| WHAT YOU SHOULD DO |
The full set of entries below should be transcribed exactly.

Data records
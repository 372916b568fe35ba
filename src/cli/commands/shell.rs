use anyhow::{bail, Result};
use std::io::Write;
use std::str::FromStr;
use std::sync::Arc;
use tokio::io::{AsyncBufReadExt, BufReader};

use crate::cli::commands::{build_driver, Command};
use crate::cli::render::{render_notification, render_snapshot};
use crate::notifications::ChannelNotifier;
use crate::session::{Portal, SessionError};
use crate::shutdown::ShutdownCoordinator;
use crate::workflows::WorkflowSettings;

#[derive(Debug, Clone, PartialEq, Eq)]
pub enum ShellCommand {
    Login(String),
    Retrieve,
    Validate,
    Create,
    Status,
    Wait,
    Logout,
    Help,
    Quit,
    Empty,
}

impl FromStr for ShellCommand {
    type Err = anyhow::Error;

    fn from_str(line: &str) -> Result<Self> {
        let mut words = line.split_whitespace();
        let Some(verb) = words.next() else {
            return Ok(ShellCommand::Empty);
        };

        let command = match verb.to_ascii_lowercase().as_str() {
            "login" => match words.next() {
                Some(npi) => ShellCommand::Login(npi.to_string()),
                None => bail!("usage: login <NPI>"),
            },
            "retrieve" => ShellCommand::Retrieve,
            "validate" => ShellCommand::Validate,
            "create" => ShellCommand::Create,
            "status" => ShellCommand::Status,
            "wait" => ShellCommand::Wait,
            "logout" => ShellCommand::Logout,
            "help" | "?" => ShellCommand::Help,
            "quit" | "exit" => ShellCommand::Quit,
            other => bail!("unknown command '{other}' (try 'help')"),
        };
        Ok(command)
    }
}

/// Interactive prompt that exposes each workflow action separately.
pub struct InteractiveShell {
    pub npi: Option<String>,
    pub settings: WorkflowSettings,
    pub seed: Option<u64>,
}

impl InteractiveShell {
    pub fn new(settings: WorkflowSettings) -> Self {
        Self {
            npi: None,
            settings,
            seed: None,
        }
    }

    pub fn with_npi(mut self, npi: Option<String>) -> Self {
        self.npi = npi;
        self
    }

    pub fn with_seed(mut self, seed: Option<u64>) -> Self {
        self.seed = seed;
        self
    }

    async fn handle(&self, portal: &mut Portal, command: ShellCommand) {
        match command {
            ShellCommand::Login(npi) => match portal.login(&npi).await {
                Ok(session) => println!("🔐 Signed in as NPI {}", session.provider_number),
                Err(e) => println!("❌ {e}"),
            },
            ShellCommand::Retrieve => report(portal.retrieve().await),
            ShellCommand::Validate => report(portal.validate().await),
            ShellCommand::Create => report(portal.create_workflow().await),
            ShellCommand::Status => println!("{}", render_snapshot(&portal.snapshot().await)),
            ShellCommand::Wait => {
                let snapshot = portal.driver().wait_until_settled().await;
                println!("{}", render_snapshot(&snapshot));
            }
            ShellCommand::Logout => match portal.logout().await {
                Some(session) => println!("👋 Signed out NPI {}", session.provider_number),
                None => println!("Not signed in"),
            },
            ShellCommand::Help => print_help(),
            ShellCommand::Quit | ShellCommand::Empty => {}
        }
    }
}

fn report(result: Result<(), SessionError>) {
    if let Err(e) = result {
        println!("❌ {e}");
    }
}

fn print_help() {
    println!("Commands:");
    println!("  login <NPI>   Sign in (resets the workflow)");
    println!("  retrieve      Retrieve CAQH and NPI data");
    println!("  validate      Validate the retrieved data");
    println!("  create        Create the credentialing workflow");
    println!("  status        Show the workflow panel");
    println!("  wait          Wait for the running step to finish");
    println!("  logout        Sign out and cancel pending work");
    println!("  quit          Leave the shell");
}

impl Command for InteractiveShell {
    async fn execute(&self) -> Result<()> {
        let (notifier, mut notifications) = ChannelNotifier::new();
        let driver = build_driver(self.settings, self.seed, Arc::new(notifier));
        let shutdown = ShutdownCoordinator::new(driver.clone());
        let mut portal = Portal::new(driver);

        let printer = tokio::spawn(async move {
            while let Some(notification) = notifications.recv().await {
                println!("{}", render_notification(&notification));
            }
        });

        println!("🛡️  Certify credentialing shell");
        print_help();
        if let Some(npi) = &self.npi {
            self.handle(&mut portal, ShellCommand::Login(npi.clone())).await;
        }

        let mut lines = BufReader::new(tokio::io::stdin()).lines();
        loop {
            print!("certify> ");
            let _ = std::io::stdout().flush();

            tokio::select! {
                line = lines.next_line() => {
                    let Some(line) = line? else { break };
                    match line.parse::<ShellCommand>() {
                        Ok(ShellCommand::Quit) => break,
                        Ok(command) => self.handle(&mut portal, command).await,
                        Err(e) => println!("❓ {e}"),
                    }
                }
                signal = ShutdownCoordinator::wait_for_signal() => {
                    signal?;
                    println!();
                    shutdown.shutdown().await?;
                    break;
                }
            }
        }

        if portal.logout().await.is_some() {
            println!("👋 Signed out");
        }
        printer.abort();
        Ok(())
    }
}

#[cfg(test)]
mod tests {
    use super::*;

    #[test]
    fn test_parse_commands() {
        assert_eq!(
            "login 1234567890".parse::<ShellCommand>().unwrap(),
            ShellCommand::Login("1234567890".to_string())
        );
        assert_eq!("  RETRIEVE ".parse::<ShellCommand>().unwrap(), ShellCommand::Retrieve);
        assert_eq!("exit".parse::<ShellCommand>().unwrap(), ShellCommand::Quit);
        assert_eq!("?".parse::<ShellCommand>().unwrap(), ShellCommand::Help);
        assert_eq!("".parse::<ShellCommand>().unwrap(), ShellCommand::Empty);
    }

    #[test]
    fn test_parse_rejects_unknown_and_incomplete() {
        assert!("login".parse::<ShellCommand>().is_err());
        let err = "launch".parse::<ShellCommand>().unwrap_err();
        assert!(err.to_string().contains("unknown command 'launch'"));
    }
}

| REPLY TO THE EXERCISE |
repository 372916b568fe35ba
filename src/cli/commands/shell.rs
use anyhow::{bail, Result};
use std::io::Write;
use std::str::FromStr;
use std::sync::Arc;
use tokio::io::{AsyncBufReadExt, BufReader};

use crate::cli::commands::{build_driver, Command};
use crate::cli::render::{render_notification, render_snapshot};
use crate::notifications::ChannelNotifier;
use crate::session::{Portal, SessionError};
use crate::shutdown::ShutdownCoordinator;
use crate::workflows::WorkflowSettings;

#[derive(Debug, Clone, PartialEq, Eq)]
pub enum ShellCommand {
    Login(String),
    Retrieve,
    Validate,
    Create,
    Status,
    Wait,
    Logout,
    Help,
    Quit,
    Empty,
}

impl FromStr for ShellCommand {
    type Err = anyhow::Error;

    fn from_str(line: &str) -> Result<Self> {
        let mut words = line.split_whitespace();
        let Some(verb) = words.next() else {
            return Ok(ShellCommand::Empty);
        };

        let command = match verb.to_ascii_lowercase().as_str() {
            "login" => match words.next() {
                Some(npi) => ShellCommand::Login(npi.to_string()),
                None => bail!("usage: login <NPI>"),
            },
            "retrieve" => ShellCommand::Retrieve,
            "validate" => ShellCommand::Validate,
            "create" => ShellCommand::Create,
            "status" => ShellCommand::Status,
            "wait" => ShellCommand::Wait,
            "logout" => ShellCommand::Logout,
            "help" | "?" => ShellCommand::Help,
            "quit" | "exit" => ShellCommand::Quit,
            other => bail!("unknown command '{other}' (try 'help')"),
        };
        Ok(command)
    }
}

/// Interactive prompt that exposes each workflow action separately.
pub struct InteractiveShell {
    pub npi: Option<String>,
    pub settings: WorkflowSettings,
    pub seed: Option<u64>,
}

impl InteractiveShell {
    pub fn new(settings: WorkflowSettings) -> Self {
        Self {
            npi: None,
            settings,
            seed: None,
        }
    }

    pub fn with_npi(mut self, npi: Option<String>) -> Self {
        self.npi = npi;
        self
    }

    pub fn with_seed(mut self, seed: Option<u64>) -> Self {
        self.seed = seed;
        self
    }

    async fn handle(&self, portal: &mut Portal, command: ShellCommand) {
        match command {
            ShellCommand::Login(npi) => match portal.login(&npi).await {
                Ok(session) => println!("🔐 Signed in as NPI {}", session.provider_number),
                Err(e) => println!("❌ {e}"),
            },
            ShellCommand::Retrieve => report(portal.retrieve().await),
            ShellCommand::Validate => report(portal.validate().await),
            ShellCommand::Create => report(portal.create_workflow().await),
            ShellCommand::Status => println!("{}", render_snapshot(&portal.snapshot().await)),
            ShellCommand::Wait => {
                let snapshot = portal.driver().wait_until_settled().await;
                println!("{}", render_snapshot(&snapshot));
            }
            ShellCommand::Logout => match portal.logout().await {
                Some(session) => println!("👋 Signed out NPI {}", session.provider_number),
                None => println!("Not signed in"),
            },
            ShellCommand::Help => print_help(),
            ShellCommand::Quit | ShellCommand::Empty => {}
        }
    }
}

fn report(result: Result<(), SessionError>) {
    if let Err(e) = result {
        println!("❌ {e}");
    }
}

fn print_help() {
    println!("Commands:");
    println!("  login <NPI>   Sign in (resets the workflow)");
    println!("  retrieve      Retrieve CAQH and NPI data");
    println!("  validate      Validate the retrieved data");
    println!("  create        Create the credentialing workflow");
    println!("  status        Show the workflow panel");
    println!("  wait          Wait for the running step to finish");
    println!("  logout        Sign out and cancel pending work");
    println!("  quit          Leave the shell");
}

impl Command for InteractiveShell {
    async fn execute(&self) -> Result<()> {
        let (notifier, mut notifications) = ChannelNotifier::new();
        let driver = build_driver(self.settings, self.seed, Arc::new(notifier));
        let shutdown = ShutdownCoordinator::new(driver.clone());
        let mut portal = Portal::new(driver);

        let printer = tokio::spawn(async move {
            while let Some(notification) = notifications.recv().await {
                println!("{}", render_notification(&notification));
            }
        });

        println!("🛡️  Certify credentialing shell");
        print_help();
        if let Some(npi) = &self.npi {
            self.handle(&mut portal, ShellCommand::Login(npi.clone())).await;
        }

        let mut lines = BufReader::new(tokio::io::stdin()).lines();
        loop {
            print!("certify> ");
            let _ = std::io::stdout().flush();

            tokio::select! {
                line = lines.next_line() => {
                    let Some(line) = line? else { break };
                    match line.parse::<ShellCommand>() {
                        Ok(ShellCommand::Quit) => break,
                        Ok(command) => self.handle(&mut portal, command).await,
                        Err(e) => println!("❓ {e}"),
                    }
                }
                signal = ShutdownCoordinator::wait_for_signal() => {
                    signal?;
                    println!();
                    shutdown.shutdown().await?;
                    break;
                }
            }
        }

        if portal.logout().await.is_some() {
            println!("👋 Signed out");
        }
        printer.abort();
        Ok(())
    }
}

#[cfg(test)]
mod tests {
    use super::*;

    #[test]
    fn test_parse_commands() {
        assert_eq!(
            "login 1234567890".parse::<ShellCommand>().unwrap(),
            ShellCommand::Login("1234567890".to_string())
        );
        assert_eq!("  RETRIEVE ".parse::<ShellCommand>().unwrap(), ShellCommand::Retrieve);
        assert_eq!("exit".parse::<ShellCommand>().unwrap(), ShellCommand::Quit);
        assert_eq!("?".parse::<ShellCommand>().unwrap(), ShellCommand::Help);
        assert_eq!("".parse::<ShellCommand>().unwrap(), ShellCommand::Empty);
    }

    #[test]
    fn test_parse_rejects_unknown_and_incomplete() {
        assert!("login".parse::<ShellCommand>().is_err());
        let err = "launch".parse::<ShellCommand>().unwrap_err();
        assert!(err.to_string().contains("unknown command 'launch'"));
    }
}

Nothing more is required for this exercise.